The Section 11 Wastewater Treatment Plant (WWTP) continues to be a very high priority for EPCOR’s management direction. We’re committed to transparent communications with customers on the actions we’re taking to improve conditions at the facility.

The challenge: In a nutshell, the Section 11 plant is not processing and treating wastewater as it was designed to do. There are many reasons for this including years of deferred maintenance, non-working mechanical parts and the amount of wastewater coming into the plant.

As a result, some customers are experiencing intermittent odor issues and have been for several years. The Section 11 plant has not been meet permitting requirements for water and air quality for many years and EPCOR is working to address these compliance issues.

In short, because of a lack of maintenance over many years and because the amount of wastewater flowing to this facility exceeds the capacity it was built for, it is negatively impacting the plant’s ability to function properly. To address this, EPCOR has put emergency measures in place to reduce the amount of wastewater entering the Section 11 plant.

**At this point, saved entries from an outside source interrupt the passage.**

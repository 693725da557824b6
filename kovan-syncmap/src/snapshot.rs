use crate::slot::Slot;
use kovan::RetiredNode;
use std::collections::HashMap;
use std::sync::Arc;

/// Key to slot table shared by snapshots and the write buffer.
///
/// A key present in both points at the same [`Slot`], so a store through
/// either one is visible through the other.
pub(crate) type Table<K, V, S> = HashMap<K, Arc<Slot<V>>, S>;

/// Immutable view of the map that readers use without locking.
///
/// # Safety Layout
///
/// `RetiredNode` **must** be the first field. Snapshots are swapped out of
/// the map's root pointer and handed to kovan's `retire`.
#[repr(C)]
pub(crate) struct Snapshot<K, V, S> {
    _retired: RetiredNode,
    pub(crate) table: Arc<Table<K, V, S>>,
    /// The write buffer holds at least one key missing from `table`.
    pub(crate) amended: bool,
}

impl<K, V, S> Snapshot<K, V, S> {
    pub(crate) fn boxed(table: Arc<Table<K, V, S>>, amended: bool) -> *mut Self {
        Box::into_raw(Box::new(Self {
            _retired: RetiredNode::new(),
            table,
            amended,
        }))
    }
}
use crate::Error;
use crate::configuration::{ComponentConfig, NotifyConfiguration, collect_components};
use serde::Deserialize;

/// Serde compatible representation of [`NotifyConfiguration`] that handles any [`ComponentConfig`].
#[derive(Deserialize)]
pub(super) struct NotifyConfigFile {
    #[serde(default)]
    component: Vec<Box<dyn ComponentConfig>>,
}

impl NotifyConfigFile {
    /// Parse [`NotifyConfiguration`] from provided TOML.
    pub fn parse(string: &str) -> Result<NotifyConfiguration, Error> {
        let parsed: NotifyConfigFile = toml::from_str(string)?;
        parsed.try_into()
    }
}

impl TryFrom<NotifyConfigFile> for NotifyConfiguration {
    type Error = Error;

    fn try_from(value: NotifyConfigFile) -> Result<Self, Self::Error> {
        NotifyConfiguration::new(collect_components(value.component)?)
    }
}
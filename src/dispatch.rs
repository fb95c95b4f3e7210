use crate::components::Component;
use crate::templates::{FormatTemplate, Template};
use crate::{Error, LIB_LOG_TARGET};
use serde_json::Value;
use tracing::debug;

/// A [`Component`] paired with the [`FormatTemplate`] that fills its message fields.
#[derive(Debug, Clone)]
pub struct Dispatch {
    component: Box<dyn Component>,
    template: FormatTemplate,
}

impl Dispatch {
    /// Create a new `Dispatch`.
    pub fn new(component: Box<dyn Component>, template: FormatTemplate) -> Self {
        Self { component, template }
    }

    /// Return the component messages are sent with.
    pub fn component(&self) -> &dyn Component {
        &*self.component
    }

    /// Return the template used to render message fields.
    pub fn template(&self) -> &FormatTemplate {
        &self.template
    }

    /// Render the template with `args` and send the result through the component.
    pub async fn send(&self, args: &Value) -> Result<(), Error> {
        let fields = self.template.render(args)?;
        debug!(target: LIB_LOG_TARGET, "Dispatching {} rendered fields to {}", fields.len(), self.component.name());
        self.component.send_fields(&fields).await
    }
}

#[cfg(test)]
mod tests {
    use super::*;
    use crate::components::Fields;
    use async_trait::async_trait;
    use serde_json::json;
    use std::sync::{Arc, Mutex};

    #[derive(Debug, Clone, Default)]
    struct Recorder {
        sent: Arc<Mutex<Vec<Fields>>>,
    }

    #[async_trait]
    impl Component for Recorder {
        fn name(&self) -> &str {
            "recorder"
        }

        async fn send_fields(&self, fields: &Fields) -> Result<(), Error> {
            self.sent.lock().unwrap().push(fields.clone());
            Ok(())
        }
    }

    #[tokio::test]
    async fn renders_then_sends() {
        let recorder = Recorder::default();
        let dispatch = Dispatch::new(Box::new(recorder.clone()), FormatTemplate::from([("body", "Hello {name}")]));

        dispatch.send(&json!({"name": "World"})).await.unwrap();

        let sent = recorder.sent.lock().unwrap();
        assert_eq!(sent.len(), 1);
        assert_eq!(sent[0]["body"], "Hello World");
    }

    #[tokio::test]
    async fn render_failure_sends_nothing() {
        let recorder = Recorder::default();
        let dispatch = Dispatch::new(Box::new(recorder.clone()), FormatTemplate::from([("body", "Hello {name}")]));

        let result = dispatch.send(&json!({})).await;

        assert!(matches!(result, Err(Error::Template(_))));
        assert!(recorder.sent.lock().unwrap().is_empty());
    }
}
#![warn(missing_docs)]
//! # Then-Notify
//! A library that provides a uniform interface for composing and sending notifications to third-party services.
//!
//! Every service is a component. A component creates messages bound to itself and each message knows how to send
//! itself.
//!
//! ## Example
//! ```
//! use then_notify::components::discord::Discord;
//! use then_notify::components::http::HttpMessage;
//! use then_notify::Error;
//!
//! #[tokio::main]
//! async fn main() -> Result<(), Error> {
//!     let discord = Discord::new("BOT_TOKEN", "CHANNEL_ID");
//!     discord.message("A message to be sent").tts(true).send().await?;
//!     Ok(())
//! }
//! ```
//!
//! ## Templates
//! A [`Dispatch`] pairs any component with a [`FormatTemplate`][`crate::templates::FormatTemplate`] so the message
//! fields can be filled from arguments at send time.
//!
//! ```
//! use then_notify::components::homeassistant::HomeAssistant;
//! use then_notify::templates::FormatTemplate;
//! use then_notify::{Dispatch, Error};
//! use serde_json::json;
//!
//! #[tokio::main]
//! async fn main() -> Result<(), Error> {
//!     let house = HomeAssistant::new("hass.local").with_access("ACCESS_TOKEN");
//!     let template = FormatTemplate::from([("event", "door_{state}"), ("data", r#"{{"who": "{name}"}}"#)]);
//!     Dispatch::new(Box::new(house), template).send(&json!({"state": "open", "name": "Alice"})).await
//! }
//! ```

pub mod components;
#[cfg(feature = "parse-cfg")]
mod configuration;
mod dispatch;
mod error;
pub mod templates;

#[cfg(feature = "parse-cfg")]
pub use self::configuration::{ComponentConfig, NotifyConfiguration};
pub use self::dispatch::Dispatch;
pub use self::error::{Error, HttpResponse};

/// Logging target value used for the library.
pub const LIB_LOG_TARGET: &str = "then_notify";
//! The transaction form shared by the create and edit pages.

use axum_htmx::HxRedirect;
use maud::{Markup, html};
use serde::Deserialize;
use time::Date;

use crate::{
    category::Category,
    database_id::TransactionId,
    endpoints::{self, format_endpoint},
    html::{BUTTON_PRIMARY_STYLE, FORM_LABEL_STYLE, FORM_SELECT_STYLE, FORM_TEXT_INPUT_STYLE, link},
    transaction::{NewTransaction, Transaction, TransactionType},
    user::UserID,
};

/// The form data for creating or fully updating a transaction.
///
/// The form layer rejects requests whose amount is not numeric or whose date
/// does not parse as a calendar date, so handlers only ever see well-formed
/// values.
#[derive(Debug, Clone, Deserialize)]
pub struct TransactionForm {
    /// A short label describing the transaction.
    pub title: String,
    /// The value of the transaction in dollars.
    pub amount: f64,
    /// The date when the transaction occurred.
    pub date: Date,
    /// The category label chosen from the canonical set.
    pub category: String,
    /// Whether the transaction is income or an expense.
    pub transaction_type: TransactionType,
    /// Text detailing the transaction.
    #[serde(default)]
    pub description: String,
}

impl TransactionForm {
    /// Attach the owning user to the form data.
    pub fn into_new_transaction(self, user_id: UserID) -> NewTransaction {
        NewTransaction {
            title: self.title,
            amount: self.amount,
            description: self.description,
            date: self.date,
            category: self.category,
            transaction_type: self.transaction_type,
            user_id,
        }
    }
}

/// Whether the form creates a new transaction or edits an existing one.
pub enum FormAction {
    /// POST to the create endpoint.
    Create,
    /// PUT to the update endpoint for the given transaction.
    Edit(TransactionId),
}

impl FormAction {
    fn submit_label(&self) -> &'static str {
        match self {
            FormAction::Create => "Add",
            FormAction::Edit(_) => "Update",
        }
    }
}

/// Render the transaction form.
///
/// For [FormAction::Edit] the fields are pre-filled from `transaction`;
/// for [FormAction::Create] the date defaults to `default_date`.
pub fn transaction_form(
    action: FormAction,
    transaction: Option<&Transaction>,
    default_date: Date,
) -> Markup {
    let title = transaction.map(|t| t.title.clone()).unwrap_or_default();
    let amount = transaction
        .map(|t| t.amount.to_string())
        .unwrap_or_default();
    let date = transaction.map(|t| t.date).unwrap_or(default_date);
    let category = transaction
        .map(|t| t.category.clone())
        .unwrap_or_else(|| Category::ALL[0].as_str().to_owned());
    let transaction_type = transaction
        .map(|t| t.transaction_type)
        .unwrap_or(TransactionType::Income);
    let description = transaction
        .map(|t| t.description.clone())
        .unwrap_or_default();

    let submit_label = action.submit_label();
    let (post_action, put_action) = match action {
        FormAction::Create => (Some(endpoints::CREATE_TRANSACTION.to_owned()), None),
        FormAction::Edit(id) => (
            None,
            Some(format_endpoint(endpoints::UPDATE_TRANSACTION, id)),
        ),
    };

    html!(
        form
            hx-post=[post_action]
            hx-put=[put_action]
            hx-target-error="#alert-container"
            class="space-y-4"
        {
            div
            {
                label for="title" class=(FORM_LABEL_STYLE) { "Title" }
                input
                    type="text"
                    name="title"
                    id="title"
                    value=(title)
                    class=(FORM_TEXT_INPUT_STYLE)
                    required;
            }

            div
            {
                label for="amount" class=(FORM_LABEL_STYLE) { "Amount" }
                input
                    type="number"
                    name="amount"
                    id="amount"
                    value=(amount)
                    min="0"
                    step="0.01"
                    class=(FORM_TEXT_INPUT_STYLE)
                    required;
            }

            div
            {
                label for="date" class=(FORM_LABEL_STYLE) { "Date" }
                input
                    type="date"
                    name="date"
                    id="date"
                    value=(date)
                    class=(FORM_TEXT_INPUT_STYLE)
                    required;
            }

            div
            {
                label for="category" class=(FORM_LABEL_STYLE) { "Category" }
                select name="category" id="category" class=(FORM_SELECT_STYLE)
                {
                    @for option in Category::ALL {
                        option
                            value=(option.as_str())
                            selected[option.as_str() == category]
                        {
                            (option.as_str())
                        }
                    }
                }
            }

            div
            {
                label for="transaction_type" class=(FORM_LABEL_STYLE) { "Transaction Type" }
                select name="transaction_type" id="transaction_type" class=(FORM_SELECT_STYLE)
                {
                    option
                        value="income"
                        selected[transaction_type == TransactionType::Income]
                    {
                        "Income"
                    }
                    option
                        value="expense"
                        selected[transaction_type == TransactionType::Expense]
                    {
                        "Expense"
                    }
                }
            }

            div
            {
                label for="description" class=(FORM_LABEL_STYLE) { "Notes" }
                textarea
                    name="description"
                    id="description"
                    rows="3"
                    class=(FORM_TEXT_INPUT_STYLE)
                {
                    (description)
                }
            }

            div class="flex items-center gap-4"
            {
                button type="submit" class=(BUTTON_PRIMARY_STYLE)
                {
                    (submit_label)
                }

                (link(endpoints::TRANSACTIONS_VIEW, "Cancel"))
            }
        }
    )
}

/// A redirect back to the transactions page after a successful mutation.
///
/// Mutations never patch state in place; the redirect forces a full reload
/// so the table and summary are always derived from a freshly queried
/// transaction list.
pub fn redirect_to_transactions() -> (HxRedirect, axum::http::StatusCode) {
    (
        HxRedirect(endpoints::TRANSACTIONS_VIEW.to_owned()),
        axum::http::StatusCode::SEE_OTHER,
    )
}
//! The 404 page and its route handler.

use axum::{http::StatusCode, response::Response};

use crate::{html::error_view, shared_render::render};

/// Route handler for unknown paths.
pub async fn get_404_not_found() -> Response {
    get_404_not_found_response()
}

/// Build the 404 response without going through a route handler.
pub fn get_404_not_found_response() -> Response {
    render(
        StatusCode::NOT_FOUND,
        error_view(
            "Not Found",
            "404",
            "Sorry, we couldn't find that page.",
            "Check the address for typos, or head back to the dashboard.",
        ),
    )
}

The long-term solution: The long-term solution to Section 11 is to decommission the plant and replace it with a new one. The new facility, the Copper Basin WWTP, is in the planning phase with an estimated cost of $35 million. Working out the long-term legal, regulatory, and capital processes takes time, and we appreciate customers’ patience. Since taking over as interim manager, the Section 11 plant has remained one of many priorities for EPCOR’s operations, engineering, water quality and environmental compliance experts – the size of this capital project requires owner involvement and ACC staff approval.

What we’re already doing: Most recently, EPCOR secured permission from the Arizona Department of Environmental Quality (ADEQ) for an above-ground, emergency wastewater pipeline that is now redirecting over 220,000 gallons per day of wastewater from Section 11 to the Anthem Wastewater Reclamation Plant. Please note that while the pipeline meets all safety regulations for this type of structure, we request that the public not approach it. You can learn more about the exact location of the pipeline on

We’re also repairing or replacing individual parts of the Section 11 infrastructure that have been inoperable for many years so the facility as a whole can operate as it was designed to do. For example, we’re repairing the failed weir effluent structures that will allow proper flow of wastewater through the plant. We’re cleaning and repairing distribution lines and have re-lined Treatment Basin #2. Through these and other efforts, we are seeing improvements in the wastewater treatment process at Section 11.

Finally, we’re making progress on odor control and monitoring. We report odor monitoring results every week to the Pinal County Air Quality Control District and odor mitigation efforts to date include sealing up headworks, regulating water levels, chemical additions to the treatment process, increasing contact time with aerators, and more.

Some of these actions to remedy odor issues may result in minor periodic odor emissions. We understand that issues with odor are unpleasant and appreciate customers’ patience as we address them.

EPCOR values input and questions from Johnson Utilities customers, and we appreciate your continued cooperation as we work every day to improve your water and wastewater service.